I'd like to tackle this and I want to make sure I'm considering all the potential issues. The proposed solution I am thinking is using pathlib everywhere and storing paths as strings in the database (using pathlib's string representation).
The hope is that people will gravitate towards path objects like pathlib and that will move people away from operating directly with bytes.
Some current issues:
Long windows paths
Issue: Pathlib doesn't seem to correctly deal with these situations, as illustrated by the answer to that stackoverflow question. Potential Solution: Don't attempt to solve this on beet's end. Instead, direct users to enable long path support explicitly. This is the same decision that python made.
Other notes:
os
modules and open
now accept pathlib objects. The issue is that the above PEP was introduced to Python 3.6. Whether or not these features are necessary for beet's adoption, I'm not sure.These are my rough initial thoughts on the matter, and I'm only just now looking into these issues, so I'm sure I'm missing something and am hoping others can help fill in the gaps so we can work this out.
Hi! Thanks for being interested in taking this on!
I think the big obstacle here is about Unicode, surrogate escapes, and SQLite storage. Namely, because surrogate escapes are a Python-specific quirk, SQLite cannot store strings that contain them. For example:
>>> weird_string = 'café'.encode('latin1').decode('utf8', 'surrogateescape')
>>> import sqlite3
>>> sqlite3.connect(':memory:').execute('select ?;', (weird_string,)).fetchall()
Traceback (most recent call last):
File "<stdin>", line 1, in <module>
UnicodeEncodeError: 'utf-8' codec can't encode character '\udce9' in position 3: surrogates not allowed
Basically, SQLite stores values as bytes internally. Python tries to "pretend" that it's storing Unicode objects by relying on UTF-8 encoding.
Regardless, it seems easier to attempt such a migration while leaving the database intact. At some point, we will need to convert between Path objects and "primitive" values that can go into the database. We might as well continue using the same conversion we use now—namely, represent the paths as the actual bytes that came from the operating system.

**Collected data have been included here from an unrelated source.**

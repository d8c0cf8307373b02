//! Request data buckets and field location
//!
//! A request exposes four buckets of named values. Fields are looked up by
//! name, which doubles as a path (`user.tags[0]`), or by explicit segments.

use std::fmt;
use std::str::FromStr;

use serde::{Deserialize, Serialize};
use serde_json::{Map, Value};

use crate::errors::ValidatorError;
use crate::format::is_truthy;

/// One of the four request data sources
#[derive(Debug, Clone, Copy, PartialEq, Eq, Hash, Serialize, Deserialize)]
#[serde(rename_all = "lowercase")]
pub enum Location {
    Params,
    Query,
    Body,
    Header,
}

impl Location {
    /// Locator precedence, first match wins
    pub const PRECEDENCE: [Location; 4] = [
        Location::Params,
        Location::Query,
        Location::Body,
        Location::Header,
    ];

    pub fn as_str(&self) -> &'static str {
        match self {
            Location::Params => "params",
            Location::Query => "query",
            Location::Body => "body",
            Location::Header => "header",
        }
    }
}

impl fmt::Display for Location {
    fn fmt(&self, f: &mut fmt::Formatter<'_>) -> fmt::Result {
        f.write_str(self.as_str())
    }
}

impl FromStr for Location {
    type Err = ValidatorError;

    fn from_str(s: &str) -> Result<Self, Self::Err> {
        match s {
            "params" => Ok(Location::Params),
            "query" => Ok(Location::Query),
            "body" => Ok(Location::Body),
            "header" => Ok(Location::Header),
            other => Err(ValidatorError::UnknownLocation(other.to_string())),
        }
    }
}

/// Where a check should read its field from
#[derive(Debug, Clone, Copy, PartialEq, Eq)]
pub enum LocationSpec {
    /// Resolve with the field locator
    Any,
    At(Location),
}

impl From<Location> for LocationSpec {
    fn from(location: Location) -> Self {
        LocationSpec::At(location)
    }
}

/// A field reference: a name (also read as a lookup path) or explicit path
/// segments
#[derive(Debug, Clone, PartialEq, Eq, Hash)]
pub enum FieldRef {
    Name(String),
    Segments(Vec<String>),
}

impl From<&str> for FieldRef {
    fn from(name: &str) -> Self {
        FieldRef::Name(name.to_string())
    }
}

impl From<String> for FieldRef {
    fn from(name: String) -> Self {
        FieldRef::Name(name)
    }
}

impl From<Vec<&str>> for FieldRef {
    fn from(segments: Vec<&str>) -> Self {
        FieldRef::Segments(segments.into_iter().map(str::to_string).collect())
    }
}

impl From<Vec<String>> for FieldRef {
    fn from(segments: Vec<String>) -> Self {
        FieldRef::Segments(segments)
    }
}

impl FieldRef {
    /// Look the field up in one bucket.
    ///
    /// A name that exists verbatim as a key wins over its path reading, so a
    /// body key literally called `a.b` is still found.
    pub fn lookup<'a>(&self, bucket: &'a Map<String, Value>) -> Option<&'a Value> {
        match self {
            FieldRef::Name(name) => match bucket.get(name) {
                Some(value) => Some(value),
                None => {
                    let segments = parse_path(name);
                    if segments.len() > 1 {
                        walk(bucket, &segments)
                    } else {
                        None
                    }
                }
            },
            FieldRef::Segments(segments) => walk(bucket, segments),
        }
    }
}

/// Split `a.b[0]["c"]` into `["a", "b", "0", "c"]`
fn parse_path(path: &str) -> Vec<String> {
    let mut segments = Vec::new();
    let mut current = String::new();
    let mut chars = path.chars().peekable();

    while let Some(c) = chars.next() {
        match c {
            '.' => {
                if !current.is_empty() {
                    segments.push(std::mem::take(&mut current));
                }
            }
            '[' => {
                if !current.is_empty() {
                    segments.push(std::mem::take(&mut current));
                }
                let mut index = String::new();
                for inner in chars.by_ref() {
                    if inner == ']' {
                        break;
                    }
                    index.push(inner);
                }
                let index = index.trim_matches(|q| q == '"' || q == '\'');
                segments.push(index.to_string());
            }
            other => current.push(other),
        }
    }
    if !current.is_empty() {
        segments.push(current);
    }
    segments
}

fn walk<'a>(bucket: &'a Map<String, Value>, segments: &[String]) -> Option<&'a Value> {
    let (first, rest) = segments.split_first()?;
    let mut current = bucket.get(first)?;
    for segment in rest {
        current = match current {
            Value::Object(map) => map.get(segment)?,
            Value::Array(items) => items.get(segment.parse::<usize>().ok()?)?,
            _ => return None,
        };
    }
    Some(current)
}

/// The four buckets of an already-parsed request
#[derive(Debug, Clone, Default, PartialEq)]
pub struct RequestData {
    pub params: Map<String, Value>,
    pub query: Map<String, Value>,
    pub body: Map<String, Value>,
    pub headers: Map<String, Value>,
}

impl RequestData {
    pub fn new() -> Self {
        Self::default()
    }

    pub fn with_param(mut self, key: impl Into<String>, value: impl Into<Value>) -> Self {
        self.params.insert(key.into(), value.into());
        self
    }

    pub fn with_query(mut self, key: impl Into<String>, value: impl Into<Value>) -> Self {
        self.query.insert(key.into(), value.into());
        self
    }

    pub fn with_body(mut self, key: impl Into<String>, value: impl Into<Value>) -> Self {
        self.body.insert(key.into(), value.into());
        self
    }

    pub fn with_header(mut self, key: impl Into<String>, value: impl Into<Value>) -> Self {
        self.headers.insert(key.into(), value.into());
        self
    }

    pub fn bucket(&self, location: Location) -> &Map<String, Value> {
        match location {
            Location::Params => &self.params,
            Location::Query => &self.query,
            Location::Body => &self.body,
            Location::Header => &self.headers,
        }
    }

    pub fn get(&self, location: Location, field: &FieldRef) -> Option<&Value> {
        field.lookup(self.bucket(location))
    }

    /// Find the bucket currently holding `field`.
    ///
    /// Path params only count when their value is truthy; the other buckets
    /// count on key presence, so `0` or `false` in the body is still found.
    pub fn locate(&self, field: &FieldRef) -> Option<Location> {
        Location::PRECEDENCE.into_iter().find(|&location| {
            let value = self.get(location, field);
            match location {
                Location::Params => is_truthy(value),
                _ => value.is_some(),
            }
        })
    }

    /// Resolve a location spec for `field`: fixed locations pass through,
    /// `Any` goes through [`RequestData::locate`]
    pub fn resolve(&self, spec: LocationSpec, field: &FieldRef) -> Option<Location> {
        match spec {
            LocationSpec::At(location) => Some(location),
            LocationSpec::Any => self.locate(field),
        }
    }
}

Separately, one thing I'm pretty worried about here is the interaction between command-line argument encodings and filesystem encodings. On Unix, if you specify a file as a CLI argument, that's bytes—and probably exactly the same bytes that appear on the filesystem. Python 3, however, will try to decode that using the argument encoding and then, when you send it to the filesystem, re-encode it using the filesystem encoding—neither of which might actually match the filename bytes as written! Surrogate escapes don't really solve this because it has to do with representable bytes rather than unrepresentable ones. I'm not sure how pathlib will make this worse or better.
Finally, for long filenames on Windows, I wonder whether we couldn't find a nice pathlib-native solution. I don't think the idea from SO where the actual Path object contains the magic prefix is the way to go, but maybe we can convince the library to add the prefix just before calling an OS function, as we currently do manually with syspath
. Maybe with a subclass of WindowsPath
or something.
An ambitious alternative would be to roll our own PEP 519-based library that uses a native representation everywhere.

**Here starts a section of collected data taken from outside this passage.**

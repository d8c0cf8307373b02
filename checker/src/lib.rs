//! Request field validation
//!
//! Validates named fields of an already-parsed request (path params, query,
//! body and headers) against named predicates, collects the failures and
//! finishes with either the errors or the merged request parameters.
//!
//! # Overview
//!
//! 1. **FieldValidator** - built once: built-in and custom predicates plus options
//! 2. **ValidationSession** - one per request, owns the request's error list
//! 3. **ValidatorChain** - per-field fluent checks (`check_body("email").is_email()`)
//! 4. **Schema** - declarative per-field constraint sets run through the same chains
//!
//! # Usage
//!
//! ```ignore
//! use checker::{FieldValidator, OptionalOptions, RequestData, Schema};
//!
//! let validator = FieldValidator::builder()
//!     .custom_validator("isEven", |value, _, _| {
//!         value.and_then(|v| v.as_i64()).map_or(false, |n| n % 2 == 0)
//!     })
//!     .build();
//!
//! let mut session = validator.session(&request);
//! session.check_params("id").is_int();
//! session.check_body("nickname").optional(OptionalOptions::check_falsy()).len(&[json!({"max": 32})]);
//! session.validate_schema(&Schema::try_from(json!({"age": {"isInt": {}}}))?)?;
//!
//! let params = session.valid()?;
//! ```

pub mod aggregate;
pub mod chain;
pub mod config;
pub mod errors;
pub mod format;
pub mod location;
pub mod predicates;
pub mod registry;
pub mod schema;
pub mod session;

// Re-export commonly used items
pub use aggregate::{Outcome, HEADER_DENYLIST};
pub use chain::{ChainState, OptionalOptions, ValidatorChain};
pub use config::{ConfigError, ErrorFormatter, ValidatorOptions};
pub use errors::{ErrorRecord, ValidationFailure, ValidatorError};
pub use format::format_param;
pub use location::{FieldRef, Location, LocationSpec, RequestData};
pub use registry::{CustomFn, Predicate, PredicateRegistry};
pub use schema::{Constraint, FieldLocation, FieldSchema, Schema};
pub use session::{FieldValidator, FieldValidatorBuilder, ValidationSession};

Finally finally, you briefly remarked that type annotations could help with this. I agree! Maybe a good plan of attack would be (after dropping Python 2 support) just go whole-hog with type annotations in parts of the code that deal with paths. Then a later phase can explore holistic bytes
-> Path
conversion.
Regardless, it seems easier to attempt such a migration while leaving the database intact. At some point, we will need to convert between Path objects and "primitive" values that can go into the database. We might as well continue using the same conversion we use now—namely, represent the paths as the actual bytes that came from the operating system.
I'll keep it as is, at least for the first iteration.

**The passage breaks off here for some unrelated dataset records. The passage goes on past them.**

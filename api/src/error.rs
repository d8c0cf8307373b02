use axum::{
    http::{header, HeaderValue, StatusCode},
    response::{IntoResponse, Response},
    Json,
};
use checker::{ErrorRecord, ValidationFailure, ValidatorError};
use chrono::{SecondsFormat, Utc};
use serde::Serialize;
use uuid::Uuid;

#[derive(Debug)]
pub struct ApiError {
    status: StatusCode,
    error: String,
    message: String,
    errors: Vec<ErrorRecord>,
}

#[derive(Debug, Serialize)]
struct ErrorResponse {
    error: String,
    message: String,
    #[serde(skip_serializing_if = "Vec::is_empty")]
    errors: Vec<ErrorRecord>,
    code: u16,
    timestamp: String,
    correlation_id: String,
}

impl ApiError {
    pub fn new(status: StatusCode, error: impl Into<String>, message: impl Into<String>) -> Self {
        Self {
            status,
            error: error.into(),
            message: message.into(),
            errors: Vec::new(),
        }
    }

    pub fn bad_request(error: impl Into<String>, message: impl Into<String>) -> Self {
        Self::new(StatusCode::BAD_REQUEST, error, message)
    }

    pub fn not_found(error: impl Into<String>, message: impl Into<String>) -> Self {
        Self::new(StatusCode::NOT_FOUND, error, message)
    }

    pub fn internal(message: impl Into<String>) -> Self {
        Self::new(StatusCode::INTERNAL_SERVER_ERROR, "InternalServerError", message)
    }

    pub fn status(&self) -> StatusCode {
        self.status
    }

    pub fn errors(&self) -> &[ErrorRecord] {
        &self.errors
    }
}

impl From<ValidationFailure> for ApiError {
    fn from(failure: ValidationFailure) -> Self {
        let message = failure.to_string();
        Self {
            status: StatusCode::BAD_REQUEST,
            error: "ValidationError".to_string(),
            message,
            errors: failure.into_errors(),
        }
    }
}

// A bad predicate name or schema is a server-side bug, not a client error
impl From<ValidatorError> for ApiError {
    fn from(err: ValidatorError) -> Self {
        tracing::error!(error = %err, "validator misconfigured");
        Self::internal(err.to_string())
    }
}

impl IntoResponse for ApiError {
    fn into_response(self) -> Response {
        let correlation_id = Uuid::new_v4().to_string();
        let payload = ErrorResponse {
            error: self.error,
            message: self.message,
            errors: self.errors,
            code: self.status.as_u16(),
            timestamp: Utc::now().to_rfc3339_opts(SecondsFormat::Secs, true),
            correlation_id: correlation_id.clone(),
        };

        let mut response = (self.status, Json(payload)).into_response();
        if let Ok(value) = HeaderValue::from_str(&correlation_id) {
            response.headers_mut().insert(header::HeaderName::from_static("x-correlation-id"), value);
        }
        response
    }
}

pub type ApiResult<T> = std::result::Result<T, ApiError>;

#[cfg(test)]
mod tests {
    use super::*;
    use serde_json::json;

    #[test]
    fn test_validation_failure_maps_to_bad_request() {
        let failure = ValidationFailure::new(vec![
            ErrorRecord::new("id", "must be an integer", Some(json!("abc"))),
            ErrorRecord::new("email", "must be a valid email", None),
        ]);
        let err = ApiError::from(failure);

        assert_eq!(err.status(), StatusCode::BAD_REQUEST);
        assert_eq!(err.errors().len(), 2);
        assert_eq!(err.message, "Validation failed for 2 fields");
    }

    #[test]
    fn test_validator_error_is_internal() {
        let err = ApiError::from(ValidatorError::UnknownPredicate("isMagic".to_string()));
        assert_eq!(err.status(), StatusCode::INTERNAL_SERVER_ERROR);
        assert!(err.errors().is_empty());
    }

    #[test]
    fn test_response_carries_correlation_id() {
        let response = ApiError::bad_request("InvalidBody", "broken").into_response();
        assert_eq!(response.status(), StatusCode::BAD_REQUEST);
        assert!(response.headers().contains_key("x-correlation-id"));
    }
}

Separately, one thing I'm pretty worried about here is the interaction between command-line argument encodings and filesystem encodings. On Unix, if you specify a file as a CLI argument, that's bytes—and probably exactly the same bytes that appear on the filesystem. Python 3, however, will try to decode that using the argument encoding and then, when you send it to the filesystem, re-encode it using the filesystem encoding—neither of which might actually match the filename bytes as written! Surrogate escapes don't really solve this because it has to do with representable bytes rather than unrepresentable ones. I'm not sure how pathlib will make this worse or better.
Hopefully this is something the abstraction of the os module and pathlib objects will take care of. I suppose we'll see if that's true or not.
Finally, for long filenames on Windows, I wonder whether we couldn't find a nice pathlib-native solution. I don't think the idea from SO where the actual Path object contains the magic prefix is the way to go, but maybe we can convince the library to add the prefix just before calling an OS function, as we currently do manually with syspath. Maybe with a subclass of WindowsPath or something.
An ambitious alternative would be to roll our own PEP 519-based library that uses a native representation everywhere.
Might be worth digging into. If it begins to create more problems than it's worth, then maybe we can decide otherwise.
My initial plan is to pass pathlib.PurePath objects around everywhere, converting to pathlib.Path objects if actual file operations are needed, and converting the objects to and from bytes for the database. Consider the following example:
>>> weird_bytes = os.fsencode('café')
>>> weird_bytes
b'caf\xc3\xa9'
>>> weird_str = os.fsdecode(weird_bytes)
>>> weird_str
'café'
>>> p = Path(weird_str)
>>> p
PosixPath('café')
>>> bytes(p)
b'caf\xc3\xa9'
Does this seem reasonable?
Note, it is possible to call str(path)
for all windows paths and bytes(path)
for all unix paths for storing in the database. I'm not sure if that makes things better or not.
The more I get into it though, the more it seems life would be much easier if we had the benefits of PEP 519 i.e. dropping python 3.5 support. For reference, here's the download stats for the last 180 days:
$ pypinfo -d 180 beets pyversion
Served from cache: False
Data processed: 643.30 GiB
Data billed: 643.30 GiB
Estimated cost: $3.15
| python_version | download_count |
| -------------- | -------------- |
| 3.8 | 4,146 |
| 3.7 | 2,570 |
| 2.7 | 1,923 |
| 3.6 | 1,861 |
| 3.5 | 132 |
| 3.9 | 77 |
| 3.4 | 32 |
| 3.3 | 2 |
| Total | 10,743 |
I wish I could do more, but I hit my free quota on these stats 😆
Does this seem reasonable?
Note, it is possible to call
str(path)
for all windows paths andbytes(path)
for all unix paths for storing in the database. I'm not sure if that makes things better or not.
That seems reasonable! The only difference is that we will want to make sure we are doing the same str
-to-bytes
conversion as we currently do on Windows for storage.
No objection to dropping Python 3.5 at this point.
No objection to dropping Python 3.5 at this point.
Great, this would be much harder to implement without the 3.6 improvements, and would probably be worth putting off at that point. I should have this done by the time beets 1.5.x (or whatever the next one is) gets released.
I'm happy to give this a shot, it seems like it'd be very helpful.
Pathlib is awesome. It abstracts path the platform for path manipulation. It would allow us to have more robust code and get rid to all the calls to
beets.util.*_path()
functions. It could be extended to provide desiredrepr()
.I feel like working on it. It is huge though.